What changed since then (and why it matters today)

The story of the "God Committee" shocked the world. People began to argue: does anyone have the right to decide whose life is more valuable? Can you say a mother of three is more important than a solitary artist? Is a young engineer more valuable than an elderly gardener?

These debates gave birth to a new field — medical ethics. Rules about how physicians should act fairly. Because of the Seattle story, in 1972 the U.S. government decided dialysis should be available to everyone who needed it — free of charge. It was the first time a government guaranteed all citizens access to a specific treatment, regardless of age, wealth, or "usefulness to society."

But the problem of choice did not disappear. It moved to other areas. Today doctors face similar questions:

Situation The dilemma
Organ transplantation One donor heart, but dozens on the transplant list
COVID-19 pandemic Limited vaccine doses early on — who to vaccinate first?
Expensive drugs A new cancer drug costs millions — should insurance cover it?
Disaster resuscitation After an earthquake — many injured, few medical teams

During the coronavirus pandemic, physicians in some countries again faced a "God Committee" choice: when ventilators were scarce, who should get them? But now clinicians had guidelines developed after the Seattle experience. The main rule: choose based on medical criteria (who has the best chance of survival), not social criteria (who is "more important" to society).

Why seven people from Seattle made the world better

The members of the "God Committee" did not want to make these decisions. They suffered. But their work taught the world an important lesson: when resources are insufficient for everyone, you need fair and transparent rules. You cannot allow one person or a small group to make secret decisions. Criteria must be discussed openly so people can say, "This is unfair!"

Today hospitals worldwide have ethics committees (descendants of that first Seattle committee), but their role has changed. They do not decide who is treated; they help create fair policies for everyone. They ensure the poor and the rich, the famous and the ordinary, have equal rights to care.

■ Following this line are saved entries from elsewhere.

// Copyright (c) 2025 - MV Consulting
//! Server Domain Models
//!
//! Value objects describing the shape of a VS Code server deployment. Every
//! value object validates its invariants on construction, so a value that
//! exists is a value that is legal.
//!
//! # Closed Option Sets
//!
//! - [`LinuxArchitectureType`] - `ARM` | `AMD64`
//! - [`LinuxFlavorType`] - `UBUNTU_22` | `UBUNTU_24` | `AMAZON_LINUX_2023`
//!
//! # Value Objects with Invariants
//!
//! - [`InstanceClass`] / [`InstanceSize`] - EC2 instance type halves
//! - [`DomainName`] - RFC 1123 custom domain
//! - [`HostedZoneId`] - Route53 zone id
//! - [`CertificateArn`] - ACM certificate in `us-east-1`
//! - [`PolicyStatement`] - IAM statement for the instance role
//! - [`ResourceTags`] - default + caller tags

pub mod architecture;
pub mod certificate;
pub mod domain_name;
pub mod flavor;
pub mod hosted_zone;
pub mod instance_type;
pub mod mappings;
pub mod policy;
pub mod tags;

pub use architecture::LinuxArchitectureType;
pub use certificate::CertificateArn;
pub use domain_name::{DomainName, DomainNameError};
pub use flavor::{InstallerKind, LinuxFlavorType};
pub use hosted_zone::HostedZoneId;
pub use instance_type::{InstanceClass, InstanceSize, InstanceType};
pub use mappings::ami_ssm_parameter;
pub use policy::{Effect, PolicyStatement};
pub use tags::ResourceTags;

The story of the first dialysis machine at the University of Washington is not just about a medical invention. It is about how people learn to be fair, even when it is extremely hard. Seven people in Seattle did not want to be gods, but they were the first to try to answer: how do we divide hope when there isn’t enough for everyone? And though their answers were imperfect, the question changed medicine forever.

Every time today doctors somewhere in the world argue about fairly allocating vaccines or donor organs, they continue a conversation started in a small room in Seattle more than 60 years ago. And that is perhaps the greatest legacy of that first dialysis machine: it taught us not only to save lives, but also to think about how to do it justly.